What advice would you give to others living with chronic diseases, Stiff Person Syndrome or rare diseases in general, especially when navigating the healthcare system?

Throughout your life, you’ll face moments when crucial health decisions are necessary. During such times, having a doctor who is compatible, skilled, and devoted—showing honesty, compassion, empathy, and respect—can be invaluable. The partnership between you, as an informed patient, and a dedicated physician can significantly enhance, reduce, or resolve various health issues. However, locating a doctor with these attributes can be challenging and time-consuming. Despite this, as the leader of your healthcare journey, the ultimate choice is yours on who will deliver the care you deserve.
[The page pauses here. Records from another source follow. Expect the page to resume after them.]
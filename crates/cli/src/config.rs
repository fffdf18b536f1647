//! Configuration loading and management

use anyhow::{Context, Result};
use post_batcher_adapters::llm::openai_compat::OPENROUTER_BASE_URL;
use serde::{Deserialize, Serialize};
use std::collections::BTreeMap;
use std::path::{Path, PathBuf};

/// Top-level configuration
#[derive(Debug, Clone, Serialize, Deserialize)]
pub struct AppConfig {
    #[serde(default)]
    pub general: GeneralConfig,

    #[serde(default)]
    pub generation: GenerationSettings,

    #[serde(default)]
    pub llm: LlmSettings,

    /// Ordered fallback chain; earlier entries are tried first
    #[serde(default = "default_providers")]
    pub providers: Vec<ProviderEntry>,

    #[serde(default)]
    pub reserve: ReserveConfig,

    #[serde(default)]
    pub publish: PublishSettings,

    #[serde(default)]
    pub x: XConfig,
}

impl Default for AppConfig {
    fn default() -> Self {
        Self {
            general: GeneralConfig::default(),
            generation: GenerationSettings::default(),
            llm: LlmSettings::default(),
            providers: default_providers(),
            reserve: ReserveConfig::default(),
            publish: PublishSettings::default(),
            x: XConfig::default(),
        }
    }
}

#[derive(Debug, Clone, Copy, PartialEq, Eq, Serialize, Deserialize)]
#[serde(rename_all = "lowercase")]
pub enum HistoryBackend {
    Jsonl,
    Sqlite,
    Memory,
}

#[derive(Debug, Clone, Serialize, Deserialize)]
pub struct GeneralConfig {
    #[serde(default = "default_batch_path")]
    pub batch_path: PathBuf,

    #[serde(default = "default_history_backend")]
    pub history_backend: HistoryBackend,

    #[serde(default = "default_history_path")]
    pub history_path: PathBuf,

    /// Offset from UTC, in hours, that defines the calendar day
    #[serde(default)]
    pub utc_offset_hours: i8,

    #[serde(default = "default_true")]
    pub dry_run: bool,
}

#[derive(Debug, Clone, Serialize, Deserialize)]
pub struct GenerationSettings {
    #[serde(default = "default_target_count")]
    pub target_count: usize,

    #[serde(default = "default_min_chars")]
    pub min_chars: usize,

    #[serde(default = "default_max_chars")]
    pub max_chars: usize,

    /// Positivity must be strictly greater than this
    #[serde(default = "default_min_positivity")]
    pub min_positivity: f64,

    #[serde(default = "default_true")]
    pub positivity_check: bool,

    #[serde(default = "default_max_rounds")]
    pub max_rounds: usize,

    #[serde(default = "default_round_delay")]
    pub round_delay_secs: u64,

    /// Prompt template; the built-in template is used when unset
    #[serde(default)]
    pub prompt: Option<String>,

    #[serde(default = "default_block_label")]
    pub block_label: String,

    #[serde(default = "default_image_marker")]
    pub image_marker: Option<String>,
}

#[derive(Debug, Clone, Serialize, Deserialize)]
pub struct LlmSettings {
    #[serde(default = "default_temperature")]
    pub temperature: f64,

    #[serde(default = "default_max_output_tokens")]
    pub max_output_tokens: u32,

    #[serde(default = "default_timeout")]
    pub timeout_secs: u64,

    #[serde(default = "default_llm_retries")]
    pub retries: u32,

    #[serde(default = "default_backoff_ms")]
    pub backoff_ms: u64,
}

#[derive(Debug, Clone, Copy, PartialEq, Eq, Serialize, Deserialize)]
#[serde(rename_all = "lowercase")]
pub enum ProviderKind {
    /// OpenAI chat completions or any compatible endpoint
    Openai,
    Anthropic,
    Gemini,
    Ollama,
    /// Scripted responses, for offline runs and tests
    Stub,
}

#[derive(Debug, Clone, Serialize, Deserialize)]
pub struct ProviderEntry {
    pub name: String,

    pub kind: ProviderKind,

    /// Environment variable holding the API key
    #[serde(default)]
    pub api_key_env: Option<String>,

    #[serde(default)]
    pub base_url: Option<String>,

    /// One chain link per model, in order
    #[serde(default)]
    pub models: Vec<String>,

    #[serde(default)]
    pub headers: BTreeMap<String, String>,

    /// Scripted outputs for `kind = "stub"`
    #[serde(default)]
    pub responses: Vec<String>,
}

#[derive(Debug, Clone, Default, Serialize, Deserialize)]
pub struct ReserveConfig {
    #[serde(default)]
    pub items: Vec<String>,

    /// Optional file with one item per line
    #[serde(default)]
    pub file: Option<PathBuf>,
}

#[derive(Debug, Clone, Serialize, Deserialize)]
pub struct PublishSettings {
    #[serde(default = "default_max_posts")]
    pub max_posts: usize,

    #[serde(default = "default_publish_delay")]
    pub delay_secs: u64,

    #[serde(default = "default_outbox_path")]
    pub outbox_path: PathBuf,
}

#[derive(Debug, Clone, Serialize, Deserialize)]
pub struct XConfig {
    #[serde(default)]
    pub enabled: bool,

    #[serde(default = "default_x_user_token_env")]
    pub oauth2_user_token_env: String,

    #[serde(default = "default_x_max_chars")]
    pub max_chars: usize,
}

// Default value functions
fn default_batch_path() -> PathBuf {
    PathBuf::from("./data/batch.json")
}

fn default_history_backend() -> HistoryBackend {
    HistoryBackend::Jsonl
}

fn default_history_path() -> PathBuf {
    PathBuf::from("./data/history.jsonl")
}

fn default_true() -> bool {
    true
}

fn default_target_count() -> usize {
    5
}

fn default_min_chars() -> usize {
    1
}

fn default_max_chars() -> usize {
    280
}

fn default_min_positivity() -> f64 {
    0.1
}

fn default_max_rounds() -> usize {
    5
}

fn default_round_delay() -> u64 {
    2
}

fn default_block_label() -> String {
    "Tweet".to_string()
}

fn default_image_marker() -> Option<String> {
    Some("Image suggestion:".to_string())
}

fn default_temperature() -> f64 {
    0.9
}

fn default_max_output_tokens() -> u32 {
    1500
}

fn default_timeout() -> u64 {
    30
}

fn default_llm_retries() -> u32 {
    2
}

fn default_backoff_ms() -> u64 {
    500
}

fn default_max_posts() -> usize {
    1
}

fn default_publish_delay() -> u64 {
    30
}

fn default_outbox_path() -> PathBuf {
    PathBuf::from("./data/outbox.jsonl")
}

fn default_x_user_token_env() -> String {
    "X_USER_TOKEN".to_string()
}

fn default_x_max_chars() -> usize {
    280
}

fn default_providers() -> Vec<ProviderEntry> {
    let entry = |name: &str, kind, key: &str, models: &[&str]| ProviderEntry {
        name: name.to_string(),
        kind,
        api_key_env: Some(key.to_string()),
        base_url: None,
        models: models.iter().map(|m| m.to_string()).collect(),
        headers: BTreeMap::new(),
        responses: vec![],
    };

    let mut openrouter = entry(
        "openrouter",
        ProviderKind::Openai,
        "OPENROUTER_API_KEY",
        &["anthropic/claude-3.5-sonnet"],
    );
    openrouter.base_url = Some(OPENROUTER_BASE_URL.to_string());
    openrouter
        .headers
        .insert("X-Title".to_string(), "post-batcher".to_string());

    vec![
        entry(
            "openai",
            ProviderKind::Openai,
            "OPENAI_API_KEY",
            &["gpt-4o-mini", "gpt-3.5-turbo"],
        ),
        entry(
            "openai_secondary",
            ProviderKind::Openai,
            "OPENAI_SECONDARY_API_KEY",
            &["gpt-4o-mini"],
        ),
        entry(
            "anthropic",
            ProviderKind::Anthropic,
            "ANTHROPIC_API_KEY",
            &["claude-3-5-haiku-latest"],
        ),
        openrouter,
        entry(
            "gemini",
            ProviderKind::Gemini,
            "GEMINI_API_KEY",
            &["gemini-1.5-flash"],
        ),
    ]
}

impl Default for GeneralConfig {
    fn default() -> Self {
        Self {
            batch_path: default_batch_path(),
            history_backend: default_history_backend(),
            history_path: default_history_path(),
            utc_offset_hours: 0,
            dry_run: default_true(),
        }
    }
}

impl Default for GenerationSettings {
    fn default() -> Self {
        Self {
            target_count: default_target_count(),
            min_chars: default_min_chars(),
            max_chars: default_max_chars(),
            min_positivity: default_min_positivity(),
            positivity_check: true,
            max_rounds: default_max_rounds(),
            round_delay_secs: default_round_delay(),
            prompt: None,
            block_label: default_block_label(),
            image_marker: default_image_marker(),
        }
    }
}

impl Default for LlmSettings {
    fn default() -> Self {
        Self {
            temperature: default_temperature(),
            max_output_tokens: default_max_output_tokens(),
            timeout_secs: default_timeout(),
            retries: default_llm_retries(),
            backoff_ms: default_backoff_ms(),
        }
    }
}

impl Default for PublishSettings {
    fn default() -> Self {
        Self {
            max_posts: default_max_posts(),
            delay_secs: default_publish_delay(),
            outbox_path: default_outbox_path(),
        }
    }
}

impl Default for XConfig {
    fn default() -> Self {
        Self {
            enabled: false,
            oauth2_user_token_env: default_x_user_token_env(),
            max_chars: default_x_max_chars(),
        }
    }
}

impl AppConfig {
    /// Load configuration from file and environment
    pub fn load(config_path: Option<&Path>) -> Result<Self> {
        let mut builder = config::Config::builder();

        // Try default config path if none specified
        let default_path = PathBuf::from("./config.toml");
        let path = config_path.unwrap_or(&default_path);

        if path.exists() {
            builder = builder.add_source(config::File::from(path));
        } else if config_path.is_some() {
            // User specified a path that doesn't exist
            anyhow::bail!("Config file not found: {}", path.display());
        }

        // Add environment variable overrides
        builder = builder.add_source(
            config::Environment::with_prefix("POST_BATCHER")
                .separator("__")
                .try_parsing(true),
        );

        let config = builder.build().context("Failed to build configuration")?;

        let app: AppConfig = config
            .try_deserialize()
            .context("Failed to deserialize configuration")?;
        app.validate()?;
        Ok(app)
    }

    fn validate(&self) -> Result<()> {
        let generation = &self.generation;
        if generation.target_count == 0 {
            anyhow::bail!("generation.target_count must be at least 1");
        }
        if generation.min_chars > generation.max_chars {
            anyhow::bail!(
                "generation.min_chars ({}) exceeds generation.max_chars ({})",
                generation.min_chars,
                generation.max_chars
            );
        }
        for entry in &self.providers {
            if entry.kind != ProviderKind::Stub && entry.models.is_empty() {
                anyhow::bail!("Provider '{}' lists no models", entry.name);
            }
        }
        Ok(())
    }

    /// Generate example configuration as TOML string
    pub fn example_toml() -> String {
        r#"# post-batcher configuration

[general]
batch_path = "./data/batch.json"
history_backend = "jsonl"  # jsonl, sqlite, memory
history_path = "./data/history.jsonl"
# Calendar day used for the batch date
utc_offset_hours = 0
dry_run = true

[generation]
target_count = 5
min_chars = 1
max_chars = 280
# Positivity must be strictly greater than this
min_positivity = 0.1
positivity_check = true
max_rounds = 5
round_delay_secs = 2
block_label = "Tweet"
image_marker = "Image suggestion:"
# Placeholders: {count} {min_chars} {max_chars} {format}
# prompt = "Generate {count} witty posts about open source, {min_chars}-{max_chars} characters each.\n\n{format}"

[llm]
temperature = 0.9
max_output_tokens = 1500
timeout_secs = 30
retries = 2
backoff_ms = 500

# Providers are tried in order; a provider whose key variable is unset is skipped.
[[providers]]
name = "openai"
kind = "openai"
api_key_env = "OPENAI_API_KEY"
models = ["gpt-4o-mini", "gpt-3.5-turbo"]

[[providers]]
name = "openai_secondary"
kind = "openai"
api_key_env = "OPENAI_SECONDARY_API_KEY"
models = ["gpt-4o-mini"]

[[providers]]
name = "anthropic"
kind = "anthropic"
api_key_env = "ANTHROPIC_API_KEY"
models = ["claude-3-5-haiku-latest"]

[[providers]]
name = "openrouter"
kind = "openai"
api_key_env = "OPENROUTER_API_KEY"
base_url = "https://openrouter.ai/api/v1"
models = ["anthropic/claude-3.5-sonnet"]
headers = { "X-Title" = "post-batcher" }

[[providers]]
name = "gemini"
kind = "gemini"
api_key_env = "GEMINI_API_KEY"
models = ["gemini-1.5-flash"]

# [[providers]]
# name = "local"
# kind = "ollama"
# base_url = "http://localhost:11434"
# models = ["llama3.2"]

[reserve]
items = [
    "Weekend plan: refactor nothing, ship everything.",
    "Today's bug is tomorrow's war story.",
    "Every expert was once a beginner who kept hitting run.",
    "Coffee compiled. Ready to deploy optimism.",
    "Small commits, big smiles.",
]
# file = "./reserve.txt"

[publish]
max_posts = 1
delay_secs = 30
outbox_path = "./data/outbox.jsonl"

[x]
enabled = false
oauth2_user_token_env = "X_USER_TOKEN"
max_chars = 280
"#
        .to_string()
    }
}

#[cfg(test)]
mod tests {
    use super::*;

    #[test]
    fn test_example_toml_parses_to_defaults() {
        let parsed: AppConfig = toml::from_str(&AppConfig::example_toml()).unwrap();
        let defaults = AppConfig::default();

        assert_eq!(parsed.generation.target_count, defaults.generation.target_count);
        assert_eq!(parsed.general.history_backend, HistoryBackend::Jsonl);
        assert_eq!(parsed.providers.len(), defaults.providers.len());
        assert_eq!(parsed.providers[3].headers["X-Title"], "post-batcher");
        assert_eq!(parsed.providers[3].base_url, defaults.providers[3].base_url);
        assert_eq!(parsed.reserve.items.len(), 5);
        parsed.validate().unwrap();
    }

    #[test]
    fn test_missing_explicit_file_is_error() {
        let result = AppConfig::load(Some(Path::new("/nonexistent/post-batcher.toml")));
        assert!(result.is_err());
    }

    #[test]
    fn test_min_above_max_is_rejected() {
        let mut config = AppConfig::default();
        config.generation.min_chars = 600;
        config.generation.max_chars = 500;
        assert!(config.validate().is_err());
    }
}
Remember, this concerns your health and well-being. Don’t let a single doubtful opinion deter you from exploring all possible options for managing your health and finding relief. With determination and persistence, you can find a healthcare provider who aligns with your vision of holistic healing.

What is your philosophy for daily life?

Focus more on discovering your purpose and less on dwelling on your trauma. The pain and discomfort are real; acknowledge them but don’t allow them to define you. The insights you gain are not just for your benefit but, more importantly, to offer comfort, empathy, and compassion to others. The important thing is to understand that your life, like all lives, holds meaning and purpose. Life seldom unfolds as planned.